Two of my favorite shows came from the 1930s and ’40s. Lights Out, mentioned above, featured a string of original, terrifying tales. With the gleefully creepy introductory warning, you enter a world of unholy experiments and sadistic violence. “Death Robbery,” starring the great Boris Karloff, is one of the best: a mad scientist tale, showing why the rejection of mortality has been such fertile ground for horror and science fiction. “A Knock At the Door” is about, as Richard Lewis would put it, the mother-in-law from Hell. Then there is the meta “Murder In the Script Department,” which presents the inexplicable death of a lowly Lights Out script writer.

It is surprising just how disturbing and vicious these stories can be. Being frightened by a show from over a half a century ago—the time of such odious censorship laws as the Hays Code—is not something we expect. The ability of these writers and performers to unsettle us is up there with the excess of Takashi Miike or Eli Roth. This is most apparent when Suspense, my other favorite horror show, deals with perhaps the greatest horror writer of all, Edgar Allan Poe.

“The Pit and the Pendulum,” a truly frightening story of a prisoner during of Spanish Inquisition, shows that the “torture porn” sub-genre is not as new or as shocking as some would like to believe. Here, Vincent Price expresses terror and the protection of madness in times of great distress in his idiosyncratic way. “The Pit and the Pendulum” shows that in horror extreme violence is often a relief from tension. Poe deals in mental anguish like only he can and proves that there is more to fear in ourselves than in a hockey-masked wielder of butcher knives and punisher of loose teenagers.

orson welles radio
Orson Welles

Another great play from the archives of Suspense is the Orson Welles vehicle, “The Most Dangerous Game.” Written in 1924 by Richard Connell, it sees a hunter fall prey to one who hunts the most dangerous game of all: MAN! While his famous War of the Worlds adaptation—which aired on Mercury Theatre on the Air—is of course required listening, it is a wondrous thing to hear that old genius wield his talents in the horror arena.
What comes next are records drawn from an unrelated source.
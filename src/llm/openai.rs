// src/llm/openai.rs
// OpenAI-compatible completions client (non-streaming, JSON response mode)

use crate::error::{AiError, Result};
use crate::llm::http_client::LlmHttpClient;
use crate::llm::provider::{LlmClient, Provider};
use crate::llm::types::{ChatMessage, ChatResult, Usage};
use async_trait::async_trait;
use serde::Deserialize;
use std::time::{Duration, Instant};
use tracing::{debug, instrument};

/// Hard per-request timeout; the orchestrator layers its own deadlines on top.
const REQUEST_TIMEOUT: Duration = Duration::from_secs(30);
const CONNECT_TIMEOUT: Duration = Duration::from_secs(10);

/// Client for any provider speaking the OpenAI completions dialect.
pub struct OpenAiClient {
    provider: Provider,
    api_key: String,
    model: String,
    http: LlmHttpClient,
}

#[derive(Deserialize)]
struct CompletionsResponse {
    choices: Vec<Choice>,
    #[serde(default)]
    usage: Option<Usage>,
}

#[derive(Deserialize)]
struct Choice {
    message: ResponseMessage,
}

#[derive(Deserialize)]
struct ResponseMessage {
    #[serde(default)]
    content: Option<String>,
}

impl OpenAiClient {
    pub fn new(provider: Provider, api_key: String, model: String) -> Self {
        let model = if model.trim().is_empty() {
            provider.default_model().to_string()
        } else {
            model
        };
        Self {
            provider,
            api_key,
            model,
            http: LlmHttpClient::new(REQUEST_TIMEOUT, CONNECT_TIMEOUT),
        }
    }

    fn request_body(&self, messages: &[ChatMessage]) -> Result<String> {
        // temperature 0 keeps entries byte-identical for identical evidence
        let body = serde_json::json!({
            "model": self.model,
            "messages": messages,
            "temperature": 0,
            "response_format": {"type": "json_object"},
        });
        Ok(serde_json::to_string(&body)?)
    }
}

#[async_trait]
impl LlmClient for OpenAiClient {
    #[instrument(skip(self, messages), fields(request_id, model = %self.model, message_count = messages.len()))]
    async fn complete_json(&self, messages: Vec<ChatMessage>) -> Result<ChatResult> {
        let request_id = uuid::Uuid::new_v4().to_string();
        tracing::Span::current().record("request_id", request_id.as_str());

        let body = self.request_body(&messages)?;
        let start = Instant::now();
        let raw = self
            .http
            .execute_with_retry(&request_id, self.provider.api_url(), &self.api_key, body)
            .await?;
        let duration_ms = start.elapsed().as_millis() as u64;

        let parsed: CompletionsResponse = serde_json::from_str(&raw)
            .map_err(|e| AiError::InvalidResponse(format!("completions envelope: {e}")))?;
        let content = parsed
            .choices
            .into_iter()
            .next()
            .and_then(|c| c.message.content)
            .filter(|c| !c.trim().is_empty())
            .ok_or_else(|| AiError::InvalidResponse("empty completion content".into()))?;

        if let Some(ref u) = parsed.usage {
            debug!(
                request_id = %request_id,
                prompt_tokens = u.prompt_tokens,
                completion_tokens = u.completion_tokens,
                duration_ms,
                "LLM usage"
            );
        }
        crate::telemetry::duration_ms("llm.request_duration_ms", duration_ms as f64);

        Ok(ChatResult {
            request_id,
            content,
            usage: parsed.usage,
            duration_ms,
        })
    }

    fn provider_type(&self) -> Provider {
        self.provider
    }

    fn model_name(&self) -> String {
        self.model.clone()
    }
}

#[cfg(test)]
mod tests {
    use super::*;

    #[test]
    fn test_empty_model_falls_back_to_default() {
        let client = OpenAiClient::new(Provider::OpenAi, "key".into(), "  ".into());
        assert_eq!(client.model_name(), "gpt-4o-mini");
    }

    #[test]
    fn test_custom_model_kept() {
        let client = OpenAiClient::new(Provider::OpenAi, "key".into(), "gpt-4o".into());
        assert_eq!(client.model_name(), "gpt-4o");
    }

    #[test]
    fn test_request_body_sets_json_mode_and_zero_temperature() {
        let client = OpenAiClient::new(Provider::OpenAi, "key".into(), "gpt-4o".into());
        let body = client
            .request_body(&[ChatMessage::user("hello")])
            .expect("body");
        let value: serde_json::Value = serde_json::from_str(&body).expect("json");
        assert_eq!(value["temperature"], 0);
        assert_eq!(value["response_format"]["type"], "json_object");
        assert_eq!(value["messages"][0]["content"], "hello");
    }

    #[test]
    fn test_parse_completions_response() {
        let raw = serde_json::json!({
            "choices": [{"message": {"content": "{\"summary\": \"did things\"}"}}],
            "usage": {"prompt_tokens": 10, "completion_tokens": 5, "total_tokens": 15}
        })
        .to_string();
        let parsed: CompletionsResponse = serde_json::from_str(&raw).expect("parse");
        assert_eq!(
            parsed.choices[0].message.content.as_deref(),
            Some("{\"summary\": \"did things\"}")
        );
        assert_eq!(parsed.usage.map(|u| u.total_tokens), Some(15));
    }
}
// src/llm/types.rs
// Shared LLM types for requests and responses (OpenAI-compatible format)

use serde::{Deserialize, Serialize};

/// Message in a completion request
#[derive(Debug, Clone, Serialize, Deserialize)]
pub struct ChatMessage {
    pub role: String, // "system" | "user" | "assistant"
    pub content: String,
}

impl ChatMessage {
    pub fn system(content: impl Into<String>) -> Self {
        Self {
            role: "system".into(),
            content: content.into(),
        }
    }

    pub fn user(content: impl Into<String>) -> Self {
        Self {
            role: "user".into(),
            content: content.into(),
        }
    }
}

/// Usage statistics
#[derive(Debug, Clone, Default, Deserialize)]
pub struct Usage {
    pub prompt_tokens: u32,
    pub completion_tokens: u32,
    pub total_tokens: u32,
}

/// Result of a completion request
#[derive(Debug, Clone)]
pub struct ChatResult {
    pub request_id: String,
    pub content: String,
    pub usage: Option<Usage>,
    pub duration_ms: u64,
}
It makes one wish that Welles had taken his obvious skill in creeping terror to the big screen.

It would be foolish however, to think that the skills needed to produce these feats of pure imagination are solely the products of a bygone age. In the late 1980s, NPR produced a series of shows intended to recapture the spirit of Suspense. Tales From the Shadows adapted classic horror stories with the same skill as that earlier show. My favorite is the H.P. Lovecraft tale of genetically inherited doom, “The Rats in the Walls.” “The Rats in the Walls,” first published in 1924 in the ageless chronicle of horror, Weird Tales, centers on a man who inherits an estate in England. Insanity follows. As with “The Shadow Over Innsmouth” and much of H.P. Lovecraft’s work, the moral is: you cannot escape yourself and you probably shouldn’t even try.

In 2004, BBC Radio broadcast Christopher Lee’s Fireside Tales, which are about as comforting as you can imagine. A series of exquisitely performed horror stories by the master of Hammer Horror, the best is probably Poe’s “The Black Cat,” a sadistic tale of a man haunted by a cat who just won’t die. Friends of the furry fellow will find it a most disturbing story.

All of these radio plays, and many more, can be found on The Monster Club, which does require a quick and painless registering. It is worth the minor hassle. As you settle down on Halloween to think of a deliciously shocking way to spend your evening, do not only think on The Texas Chainsaw Massacre or the grown-man-birthing of Gozu. Turn off the lights, switch off the part of your brain which experiences conventional reality, and prepare for the evil in the hearts of men and women alike. Unfiltered, straight to your brain, horror.